A Tyrosine Substitution in the Cavity Wall of a K Channel Induces an Inverted Inactivation

Ion permeation and gating kinetics of voltage-gated K channels critically depend on the amino-acid composition of the cavity wall. Residue 470 in the Shaker K channel is an isoleucine, making the cavity volume in a closed channel insufficiently large for a hydrated K+ ion. In the cardiac human ether-a-go-go-related gene channel, which exhibits slow activation and fast inactivation, the corresponding residue is tyrosine. To explore the role of a tyrosine at this position in the Shaker channel, we studied I470Y. The activation became slower, and the inactivation faster and more complex. At +60 mV the channel inactivated with two distinct rates (τ1 = 20 ms, τ2 = 400 ms).
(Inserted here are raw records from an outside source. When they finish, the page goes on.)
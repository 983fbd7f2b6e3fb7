//! Answer values and the records exchanged with storage and export.

use std::borrow::Cow;
use std::collections::BTreeMap;
use std::fmt;

use chrono::{DateTime, Utc};
use serde::{Deserialize, Serialize};

/// Responses keyed by element key (snapshots) or composite key (exports).
pub type ResponseMap = BTreeMap<String, AnswerValue>;

/// Value captured from a single answer widget.
#[derive(Debug, Clone, PartialEq, Eq, Serialize, Deserialize)]
#[serde(untagged)]
pub enum AnswerValue {
    Flag(bool),
    Text(String),
}

impl AnswerValue {
    pub fn text(value: impl Into<String>) -> Self {
        AnswerValue::Text(value.into())
    }

    /// Checkbox interpretation of the value.
    pub fn is_truthy(&self) -> bool {
        match self {
            AnswerValue::Flag(flag) => *flag,
            AnswerValue::Text(text) => !text.is_empty(),
        }
    }

    /// Text-field interpretation of the value.
    pub fn as_text(&self) -> Cow<'_, str> {
        match self {
            AnswerValue::Flag(flag) => Cow::Owned(flag.to_string()),
            AnswerValue::Text(text) => Cow::Borrowed(text),
        }
    }
}

impl From<bool> for AnswerValue {
    fn from(value: bool) -> Self {
        AnswerValue::Flag(value)
    }
}

impl From<&str> for AnswerValue {
    fn from(value: &str) -> Self {
        AnswerValue::Text(value.to_string())
    }
}

impl From<String> for AnswerValue {
    fn from(value: String) -> Self {
        AnswerValue::Text(value)
    }
}

impl fmt::Display for AnswerValue {
    fn fmt(&self, f: &mut fmt::Formatter<'_>) -> fmt::Result {
        f.write_str(&self.as_text())
    }
}

/// In-progress state written on every save and read once at startup.
#[derive(Debug, Clone, PartialEq, Serialize, Deserialize)]
#[serde(rename_all = "camelCase")]
pub struct PersistedSnapshot {
    /// Kept signed so a hand-edited or stale record still parses and is
    /// clamped by the resume logic instead of being discarded.
    #[serde(default)]
    pub current_page: i64,
    pub responses: ResponseMap,
    pub timestamp: DateTime<Utc>,
}

impl PersistedSnapshot {
    pub fn new(current_page: u32, responses: ResponseMap, timestamp: DateTime<Utc>) -> Self {
        Self {
            current_page: i64::from(current_page),
            responses,
            timestamp,
        }
    }
}

/// Marker written on submission; its presence suppresses resume.
#[derive(Debug, Clone, PartialEq, Serialize, Deserialize)]
#[serde(rename_all = "camelCase")]
pub struct CompletionRecord {
    #[serde(default)]
    pub completed: bool,
    #[serde(default)]
    pub completion_time: Option<DateTime<Utc>>,
}

impl CompletionRecord {
    pub fn completed_at(time: DateTime<Utc>) -> Self {
        Self {
            completed: true,
            completion_time: Some(time),
        }
    }
}

/// Exported submission offered for download at the end of the study.
#[derive(Debug, Clone, PartialEq, Serialize, Deserialize)]
#[serde(rename_all = "camelCase")]
pub struct SubmissionDocument {
    pub submission_time: String,
    pub session_id: String,
    pub responses: ResponseMap,
}

impl SubmissionDocument {
    pub fn file_name(&self) -> String {
        format!("user_study_{}.json", self.session_id)
    }
}

#[cfg(test)]
mod tests {
    use super::*;
    use chrono::TimeZone;

    #[test]
    fn answer_values_are_untagged_in_json() {
        let mut responses = ResponseMap::new();
        responses.insert("q_1".into(), AnswerValue::Flag(true));
        responses.insert("q_2".into(), AnswerValue::text("hello"));

        let json = serde_json::to_string(&responses).expect("serialize");
        assert_eq!(json, r#"{"q_1":true,"q_2":"hello"}"#);

        let parsed: ResponseMap = serde_json::from_str(&json).expect("parse");
        assert_eq!(parsed, responses);
    }

    #[test]
    fn truthiness_and_text_views() {
        assert!(AnswerValue::Flag(true).is_truthy());
        assert!(!AnswerValue::text("").is_truthy());
        assert_eq!(AnswerValue::Flag(false).as_text(), "false");
        assert_eq!(AnswerValue::text("3").to_string(), "3");
    }

    #[test]
    fn snapshot_uses_camel_case_keys() {
        let at = Utc.with_ymd_and_hms(2024, 5, 1, 12, 0, 0).unwrap();
        let snapshot = PersistedSnapshot::new(3, ResponseMap::new(), at);
        let value = serde_json::to_value(&snapshot).expect("serialize");

        assert_eq!(value["currentPage"], 3);
        assert!(value["timestamp"].as_str().unwrap().starts_with("2024-05-01T12:00:00"));
    }

    #[test]
    fn completion_record_tolerates_missing_fields() {
        let record: CompletionRecord = serde_json::from_str("{}").expect("parse");
        assert!(!record.completed);

        let record: CompletionRecord =
            serde_json::from_str(r#"{"completed":true,"completionTime":"2024-05-01T12:00:00.000Z"}"#)
                .expect("parse");
        assert!(record.completed);
        assert!(record.completion_time.is_some());
    }

    #[test]
    fn submission_file_name_embeds_session_id() {
        let doc = SubmissionDocument {
            submission_time: "2024-05-01T12:00:00.000Z".into(),
            session_id: "study_1_abc".into(),
            responses: ResponseMap::new(),
        };
        assert_eq!(doc.file_name(), "user_study_study_1_abc.json");
    }
}
//! wizard-core
//!
//! Runtime of the study wizard: page navigation, per-page validation, local
//! persistence and resume, response collection and export.
//! Depends on wizard-domain. No terminal I/O and no concrete storage backend;
//! hosts plug in through [`WizardHost`] and [`ProgressStore`].

pub mod autosave;
pub mod collector;
pub mod error;
pub mod navigator;
pub mod registry;
pub mod resume;
pub mod session;
pub mod storage;
pub mod surface;
pub mod time;
pub mod validator;

pub use autosave::*;
pub use collector::*;
pub use error::CoreError;
pub use navigator::*;
pub use registry::*;
pub use resume::*;
pub use session::*;
pub use storage::*;
pub use surface::*;
pub use time::*;
pub use validator::*;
Experiments with tetraethylammonium and high K+ concentrations suggest that the slower component was of the P/C-type. In addition, an inactivation component with inverted voltage dependence was introduced. A step to −40 mV inactivates the channel with a time constant of 500 ms. Negative voltage steps do not cause the channel to recover from this inactivated state (τ ≫ 10 min), whereas positive voltage steps quickly do (τ = 2 ms at +60 mV). The experimental findings can be explained by a simple branched kinetic model with two inactivation pathways from the open state.